Há quem veja uma remota ligação entre o nome “abril” e uma possível derivação do verbo latino “aperire” (abrir): aperilis, forma que designaria “o mês em que a terra se abre e amacia para receber as sementes” (Houaiss). Para nós, que temos em abril um período de safra, essa conexão com o plantio ganha o macabro simbolismo de uma colheita às avessas: no Brasil, nesse momento, a terra se abre para receber os corpos das vítimas da covid19. E não é que a terra se amacie para tais acolhimentos: ela é violentada pelo absurdo número de covas, consequência de políticas e comportamentos que fazem desse um abril despedaçado.
Graças à metáfora, chegamos rapidamente a uma nova conexão, em que ligamos o nosso abril real com a ficção trágica de Ismail Kadaré e sua paráfrase cinematográfica feita por Walter Salles. Uma ligação que se dá mais pelas diferenças que pelos pontos de encontro. No livro a situação trágica se estabelece a partir de uma ação conservadora: o protagonista não tem escolha a não ser seguir a lei de Talião, “olho por olho, dente por dente”, que regula ancestralmente as relações entre as famílias em seu meio; a sina inexorável do protagonista é vingar a morte de um parente. A culpa por essa morte recai sobre a família do criminoso e a vingança é um dever dos familiares da vítima. Assim, o percurso trágico do personagem é definido pela incapacidade de romper com a tradição, pela submissão a uma ordem culturalmente estabelecida.
Em sentido inverso, o programa narrativo que rege hoje a via trágica da realidade brasileira, começa com dupla ruptura de ordens: primeiro, o despedaçamento da ordem constitucional, através de um golpe parlamentar que depõe sem motivo legal um governo legítimo; depois, o desprezo alucinado, inconsequente, pelas conquistas da civilização e das ciências. Nossa situação trágica não se deve a um destino inelutável, determinado por teias seculares e pelos nós cegos de sua trama, mas é fruto da escolha insensata de alguns, ancorada na servidão voluntária de outros.

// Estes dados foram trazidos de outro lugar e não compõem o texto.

//! The abstract value lattice.
//!
//! An [`AbstractValue`] summarizes everything the analysis knows about one
//! value at one program point:
//!
//! - `spec`: which runtime representations are possible (bitset);
//! - `value`: the exact constant, when there is provably only one;
//! - `current_shape`: the shapes the value can have right now;
//! - `future_shape`: the shapes it can ever come to have, backed by
//!   transition watchpoints, which is why it survives structure clobbers;
//! - `array_modes`: possible indexed-storage representations.
//!
//! The default value is bottom ("clear"): nothing reaches this point. Join
//! is [`AbstractValue::merge`]; meets are the `filter_*` family. Filtering
//! can empty a value, which callers must treat as "this program point is
//! unreachable" rather than continuing to compute with bottom.

use crate::shape::{ShapeBound, ShapeId, ShapeRegistry, ShapeSet};
use crate::speculation::{ArrayModes, SpecType};
use crate::value::JsValue;

// =============================================================================
// Abstract Value
// =============================================================================

/// Lattice element describing one value at one program point.
#[derive(Clone, PartialEq, Eq, Debug)]
pub struct AbstractValue {
    /// Possible runtime representations. Empty means bottom.
    pub spec: SpecType,
    /// Exactly-known constant. Present only when `spec` is precise enough
    /// that a single runtime value remains.
    pub value: Option<JsValue>,
    /// Shapes the value can have at this point.
    pub current_shape: ShapeBound,
    /// Shapes the value can ever transition to, under watchpoint.
    pub future_shape: ShapeBound,
    /// Possible array storage representations.
    pub array_modes: ArrayModes,
}

impl Default for AbstractValue {
    /// Bottom: no value reaches this point.
    fn default() -> Self {
        AbstractValue {
            spec: SpecType::empty(),
            value: None,
            current_shape: ShapeBound::Clear,
            future_shape: ShapeBound::Clear,
            array_modes: ArrayModes::empty(),
        }
    }
}

impl AbstractValue {
    /// Bottom: no value reaches this point.
    pub fn clear(&mut self) {
        *self = AbstractValue::default();
    }

    #[inline]
    pub fn is_clear(&self) -> bool {
        self.spec.is_empty()
    }

    /// Top: nothing is known.
    pub fn make_top(&mut self) {
        self.spec = SpecType::TOP;
        self.value = None;
        self.current_shape = ShapeBound::Top;
        self.future_shape = ShapeBound::Top;
        self.array_modes = ArrayModes::TOP;
    }

    /// A fresh top value.
    pub fn top() -> Self {
        let mut v = AbstractValue::default();
        v.make_top();
        v
    }

    /// Whether the shape component carries usable (non-trivial) knowledge.
    #[inline]
    pub fn has_shape_knowledge(&self) -> bool {
        self.current_shape.is_neither_clear_nor_top()
    }

    // -------------------------------------------------------------------------
    // Precise setters
    // -------------------------------------------------------------------------

    /// Know exactly the representation set, nothing more.
    pub fn set_type(&mut self, spec: SpecType) {
        debug_assert!(!spec.is_empty(), "use clear() for bottom");
        self.spec = spec;
        self.value = None;
        if spec.intersects(SpecType::CELL) {
            self.current_shape = ShapeBound::Top;
            self.future_shape = ShapeBound::Top;
            self.array_modes = ArrayModes::TOP;
        } else {
            self.current_shape = ShapeBound::Clear;
            self.future_shape = ShapeBound::Clear;
            self.array_modes = ArrayModes::empty();
        }
    }

    /// Know the exact constant. Narrows every component to the constant:
    /// the type bits become exactly the constant's type, and an object
    /// constant pins its exact shape.
    pub fn set_constant(&mut self, value: &JsValue, shapes: &ShapeRegistry) {
        self.spec = value.speculation(shapes);
        match value {
            JsValue::Cell(cell) => {
                self.current_shape = ShapeBound::exactly(cell.shape);
                self.future_shape = ShapeBound::exactly(cell.shape);
                self.array_modes = shapes.get(cell.shape).indexing;
            }
            JsValue::String(_) => {
                // String cells carry no registered layout; their storage is
                // never array-like.
                self.current_shape = ShapeBound::Top;
                self.future_shape = ShapeBound::Top;
                self.array_modes = ArrayModes::NON_ARRAY;
            }
            _ => {
                self.current_shape = ShapeBound::Clear;
                self.future_shape = ShapeBound::Clear;
                self.array_modes = ArrayModes::empty();
            }
        }
        self.value = Some(value.clone());
    }

    /// Know the exact shape of a freshly allocated object.
    pub fn set_shape(&mut self, shape: ShapeId, shapes: &ShapeRegistry) {
        self.spec = shapes.speculation(shape);
        self.value = None;
        self.current_shape = ShapeBound::exactly(shape);
        self.future_shape = ShapeBound::exactly(shape);
        self.array_modes = shapes.get(shape).indexing;
    }

    // -------------------------------------------------------------------------
    // Join
    // -------------------------------------------------------------------------

    /// Lattice join in place. Monotone and idempotent; returns whether the
    /// receiver changed.
    pub fn merge(&mut self, other: &AbstractValue) -> bool {
        if other.is_clear() {
            return false;
        }
        if self.is_clear() {
            *self = other.clone();
            return true;
        }

        let mut changed = false;

        let spec = self.spec | other.spec;
        if spec != self.spec {
            self.spec = spec;
            changed = true;
        }

        if self.value != other.value {
            // Two different exact values merge to "not a single constant".
            if self.value.is_some() {
                self.value = None;
                changed = true;
            }
        }

        changed |= self.current_shape.merge(&other.current_shape);
        changed |= self.future_shape.merge(&other.future_shape);

        let modes = self.array_modes | other.array_modes;
        if modes != self.array_modes {
            self.array_modes = modes;
            changed = true;
        }

        changed
    }

    /// Widen by a representation set (join with a shapeless value of that
    /// type). Returns whether the receiver changed.
    pub fn merge_type(&mut self, spec: SpecType) -> bool {
        let mut changed = false;
        let merged = self.spec | spec;
        if merged != self.spec {
            self.spec = merged;
            changed = true;
        }
        if self.value.is_some() {
            self.value = None;
            changed = true;
        }
        if spec.intersects(SpecType::CELL) {
            if !self.current_shape.is_top() {
                self.current_shape.make_top();
                changed = true;
            }
            if !self.future_shape.is_top() {
                self.future_shape.make_top();
                changed = true;
            }
            if self.array_modes != ArrayModes::TOP {
                self.array_modes = ArrayModes::TOP;
                changed = true;
            }
        }
        changed
    }

    // -------------------------------------------------------------------------
    // Meets
    // -------------------------------------------------------------------------

    /// Narrow to the given representation set. Returns `false` when the
    /// value became bottom, which the caller must treat as proof that the
    /// current program point is unreachable.
    ///
    /// Filtering an already-bottom value is a caller bug: the operation
    /// should have been abandoned when its operand was discovered clear.
    pub fn filter_type(&mut self, mask: SpecType) -> bool {
        debug_assert!(!self.is_clear(), "filtering a bottom value");
        self.spec &= mask;
        if self.spec.is_empty() {
            self.clear();
            return false;
        }
        if !self.spec.intersects(SpecType::CELL) {
            self.current_shape = ShapeBound::Clear;
            self.future_shape = ShapeBound::Clear;
            self.array_modes = ArrayModes::empty();
        }
        // A constant's spec is exactly its own type bits, so a filter that
        // keeps `spec` non-empty cannot have excluded the constant.
        true
    }

    /// Narrow the current shape to a checked set. Returns `false` when the
    /// value became bottom.
    pub fn filter_shapes(&mut self, set: &ShapeSet, shapes: &ShapeRegistry) -> bool {
        debug_assert!(!self.is_clear(), "filtering a bottom value");
        // Passing a shape check proves the value is a cell of one of the
        // checked layouts.
        self.spec &= SpecType::CELL & set.speculation(shapes);
        if self.spec.is_empty() {
            self.clear();
            return false;
        }
        self.current_shape.filter(set);
        if self.current_shape.is_clear() {
            self.clear();
            return false;
        }
        self.array_modes &= set.indexing(shapes);
        if self.array_modes.is_empty() {
            self.clear();
            return false;
        }
        if let Some(value) = &self.value {
            let admitted = match value {
                JsValue::Cell(cell) => set.contains(cell.shape),
                _ => false,
            };
            if !admitted {
                self.clear();
                return false;
            }
        }
        true
    }

    /// Narrow the possible array storage modes. Returns `false` when the
    /// value became bottom.
    pub fn filter_array_modes(&mut self, modes: ArrayModes) -> bool {
        debug_assert!(!self.is_clear(), "filtering a bottom value");
        self.spec &= SpecType::CELL;
        self.array_modes &= modes;
        if self.spec.is_empty() || self.array_modes.is_empty() {
            self.clear();
            return false;
        }
        true
    }

    /// Narrow to exactly one constant. Returns `false` without mutating
    /// when current knowledge already excludes the constant; the caller
    /// uses that to detect a check that would statically fail.
    pub fn filter_by_value(&mut self, value: &JsValue, shapes: &ShapeRegistry) -> bool {
        if !self.validate(value, shapes) {
            return false;
        }
        self.set_constant(value, shapes);
        true
    }

    /// Whether this abstract value admits the given concrete value.
    pub fn validate(&self, value: &JsValue, shapes: &ShapeRegistry) -> bool {
        if self.is_clear() {
            return false;
        }
        if let Some(mine) = &self.value {
            return mine == value;
        }
        if !value.speculation(shapes).is_subset_of(self.spec) {
            return false;
        }
        if let JsValue::Cell(cell) = value {
            match &self.current_shape {
                ShapeBound::Clear => return false,
                ShapeBound::Known(set) => {
                    if !set.contains(cell.shape) {
                        return false;
                    }
                }
                ShapeBound::Top => {}
            }
        }
        true
    }

    // -------------------------------------------------------------------------
    // Clobbering
    // -------------------------------------------------------------------------

    /// An arbitrary side effect may have changed any object's layout:
    /// forget current shapes and storage modes. Primitive type knowledge
    /// and the watchpoint-backed future-shape bound are unaffected.
    pub fn clobber_structures(&mut self) {
        if self.spec.intersects(SpecType::CELL) {
            self.current_shape.make_top();
            self.array_modes = ArrayModes::TOP;
        }
    }

    /// The single shape the value is known or watchpointed to have, if any.
    /// Used to fold property-access fast paths.
    pub fn best_proven_shape(&self) -> Option<ShapeId> {
        self.current_shape
            .as_singleton()
            .or_else(|| self.future_shape.as_singleton())
    }
}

Assim nossa tragédia, verdadeira e atroz, tem uma estrutura de drama: a redenção é possível, já que não é obra do destino, mas fruto de nossas escolhas no mundo real dos humanos. O abril que hoje despedaçamos com nossas próprias mãos, ou que deixamos despedaçar, cruzando os braços, pode se transformar segundo nossa determinação, autores que somos de nossos enredos.